Когда они встретились, ему было 46, ей – 17. От Лукреции Бути у Фра Филиппо ди Томмазо Липпи родились Филиппино и Александра. Сын и сам стал известным художником (многие так ведь и путают Филиппо и Филиппино), тогда как дочь вместе с матерью ушла в монастырь. Лукреция Бути вернулась к богу после того, как «любовь миновала», и «Праздник Ирода», самая известная фреска Капеллы Маджоре, считается историей угасания этой любви. Памятником чувствам.
В ней Саломея по всем правилам сукцессивной наррации изображена трижды. Слева она принимает из рук палача, стоящего на соседней стене, голову Иоанна Крестителя. Там она смотрит в сторону. Посредине она танцует перед гостями, молодая и грациозная. Справа, преклонив колено, вручает блюдо с головой Иоанна Крестителя Иродиаде, сидящей чуть в стороне от пирующих за столом. Все три Саломеи в одном и том же белом платье с зелеными рукавами, а вот прическа ее, выражение лица и даже возраст меняются от мизансцены к мизансцене. Самая молодая Саломея – правая, та, что вручает блюдо Иродиаде. В центре фрески танцует девушка постарше. И совсем взрослая Саломея – в сцене слева.

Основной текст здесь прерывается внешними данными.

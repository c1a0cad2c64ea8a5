// Copyright 2023 The Arbor Developers
//
// Licensed under the Apache License, Version 2.0 (the "License");
// you may not use this file except in compliance with the License.
// You may obtain a copy of the License at
//
//     http://www.apache.org/licenses/LICENSE-2.0
//
// Unless required by applicable law or agreed to in writing, software
// distributed under the License is distributed on an "AS IS" BASIS,
// WITHOUT WARRANTIES OR CONDITIONS OF ANY KIND, either express or implied.
// See the License for the specific language governing permissions and
// limitations under the License.

//! End-of-sub-slot structures and signage points. A sub-slot is the time
//! window bounded by an end-of-slot VDF; zero or more finished sub-slots may
//! precede any sub-block.

use byteorder::{BigEndian, WriteBytesExt};

use crate::core::hash::{Hash, Hashed};
use crate::core::vdf::{VdfInfo, VdfProof};

/// Challenge-chain part of an end of sub-slot. Carries the epoch transitions
/// when the slot closes an epoch.
#[derive(Clone, PartialEq, Eq, Debug, Serialize, Deserialize)]
pub struct ChallengeChainSubSlot {
	/// The challenge chain end-of-slot VDF.
	pub end_of_slot_vdf: VdfInfo,
	/// Hash of the infused challenge chain slot, if one was running.
	pub infused_challenge_chain_sub_slot_hash: Option<Hash>,
	/// Hash of the sub-epoch summary this slot finalizes, if any.
	pub sub_epoch_summary_hash: Option<Hash>,
	/// New sub-slot iterations taking effect, only at an epoch boundary.
	pub new_sub_slot_iters: Option<u64>,
	/// New difficulty taking effect, only at an epoch boundary.
	pub new_difficulty: Option<u64>,
}

impl Hashed for ChallengeChainSubSlot {
	fn bytes(&self) -> Vec<u8> {
		let mut data = self.end_of_slot_vdf.bytes();
		if let Some(ref h) = self.infused_challenge_chain_sub_slot_hash {
			data.extend_from_slice(h.to_slice());
		}
		if let Some(ref h) = self.sub_epoch_summary_hash {
			data.extend_from_slice(h.to_slice());
		}
		if let Some(iters) = self.new_sub_slot_iters {
			data.write_u64::<BigEndian>(iters).unwrap();
		}
		if let Some(diff) = self.new_difficulty {
			data.write_u64::<BigEndian>(diff).unwrap();
		}
		data
	}
}

/// Infused challenge chain part of an end of sub-slot.
#[derive(Clone, PartialEq, Eq, Debug, Serialize, Deserialize)]
pub struct InfusedChallengeChainSubSlot {
	/// The infused challenge chain end-of-slot VDF.
	pub end_of_slot_vdf: VdfInfo,
}

impl Hashed for InfusedChallengeChainSubSlot {
	fn bytes(&self) -> Vec<u8> {
		self.end_of_slot_vdf.bytes()
	}
}

/// Reward-chain part of an end of sub-slot. Its hash becomes the reward
/// chain challenge of the following slot.
#[derive(Clone, PartialEq, Eq, Debug, Serialize, Deserialize)]
pub struct RewardChainSubSlot {
	/// The reward chain end-of-slot VDF.
	pub end_of_slot_vdf: VdfInfo,
	/// Hash of the challenge chain part.
	pub challenge_chain_sub_slot_hash: Hash,
	/// Hash of the infused challenge chain part, if one was running.
	pub infused_challenge_chain_sub_slot_hash: Option<Hash>,
	/// Infusions still required before the next slot can close.
	pub deficit: u8,
}

impl Hashed for RewardChainSubSlot {
	fn bytes(&self) -> Vec<u8> {
		let mut data = self.end_of_slot_vdf.bytes();
		data.extend_from_slice(self.challenge_chain_sub_slot_hash.to_slice());
		if let Some(ref h) = self.infused_challenge_chain_sub_slot_hash {
			data.extend_from_slice(h.to_slice());
		}
		data.push(self.deficit);
		data
	}
}

/// The VDF witnesses for one end of sub-slot.
#[derive(Clone, PartialEq, Eq, Debug, Serialize, Deserialize)]
pub struct SubSlotProofs {
	/// Proof of the challenge chain end-of-slot VDF.
	pub challenge_chain_slot_proof: VdfProof,
	/// Proof of the infused challenge chain end-of-slot VDF.
	pub infused_challenge_chain_slot_proof: Option<VdfProof>,
	/// Proof of the reward chain end-of-slot VDF.
	pub reward_chain_slot_proof: VdfProof,
}

/// A complete finished sub-slot: the three end-of-slot structures plus their
/// proofs, in the order they appear inside a block.
#[derive(Clone, PartialEq, Eq, Debug, Serialize, Deserialize)]
pub struct EndOfSubSlotBundle {
	/// Challenge chain end of slot.
	pub challenge_chain: ChallengeChainSubSlot,
	/// Infused challenge chain end of slot, if one was running.
	pub infused_challenge_chain: Option<InfusedChallengeChainSubSlot>,
	/// Reward chain end of slot.
	pub reward_chain: RewardChainSubSlot,
	/// Witnesses for the three VDFs above.
	pub proofs: SubSlotProofs,
}

/// A signage point inside a sub-slot: the challenge and reward chain VDFs at
/// one of the slot's checkpoints, plus their proofs. The fields are absent
/// for index 0, where the slot itself is the signage point.
#[derive(Clone, PartialEq, Eq, Debug, Serialize, Deserialize)]
pub struct SignagePoint {
	/// Challenge chain signage point VDF.
	pub cc_vdf: Option<VdfInfo>,
	/// Proof of the challenge chain VDF.
	pub cc_proof: Option<VdfProof>,
	/// Reward chain signage point VDF.
	pub rc_vdf: Option<VdfInfo>,
	/// Proof of the reward chain VDF.
	pub rc_proof: Option<VdfProof>,
}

В книге «Саломея: образ роковой женщины, которой не было» Розина Нежинская рассказывает о традиции Возрождения изображать в ролях Саломеи и Иоанна Крестителя (собственно, головы Иоанна Крестителя) мужчину и женщину, находящихся в отношениях или связанных любовным чувством.
Филиппо Липпи может оказаться родоначальником этой традиции. Учитывая, что Саломея писалась с Лукреции Бути, с которой Липпи встретился, когда она была совсем юной, вполне возможно, что эти картины были способом выразить любовь к Лукреции, особенно если голова Иоанна на блюде в руках Саломеи – это автопортрет художника…127
Точнее, не «выразить любовь», но зафиксировать стадии ее исчезновения, поскольку к завершению работы в Прато у Филиппо и Лукреции было двое детей, «и она оставила его, чтобы вместе с дочерью Александрой вернуться в монастырь». Другой Иоанн. Продолжение Липпи
Если пир у Ирода происходит в просторном зале с перспективной глубиной, то «Рождество Иоанна Крестителя» целиком выдвинуто на авансцену. Во-первых, на верхотуре люнета ее вряд ли кто увидит и тем более оценит, во-вторых, кажется, главное здесь не крохотные фигурки людей, дважды сгруппированных возле младенца, но монументальные архитектурные декорации с полным набором излишеств и изысканных элементов – арок и колонн, капителей и бордовых потолков, расписанных ритмичными узорами, бордового же ковра и массивной деревянной мебели. Людей здесь по минимуму – не считая младенца, четверо в сцене родов и трое, если рядом с родителями. И акцент в левом эпизоде сделан на Захарии, онемевшем после встречи с архангелом Гавриилом. Сейчас Захария пишет на дощечке сыновье имя, чтобы случилось чудо, чтобы он вновь мог заговорить.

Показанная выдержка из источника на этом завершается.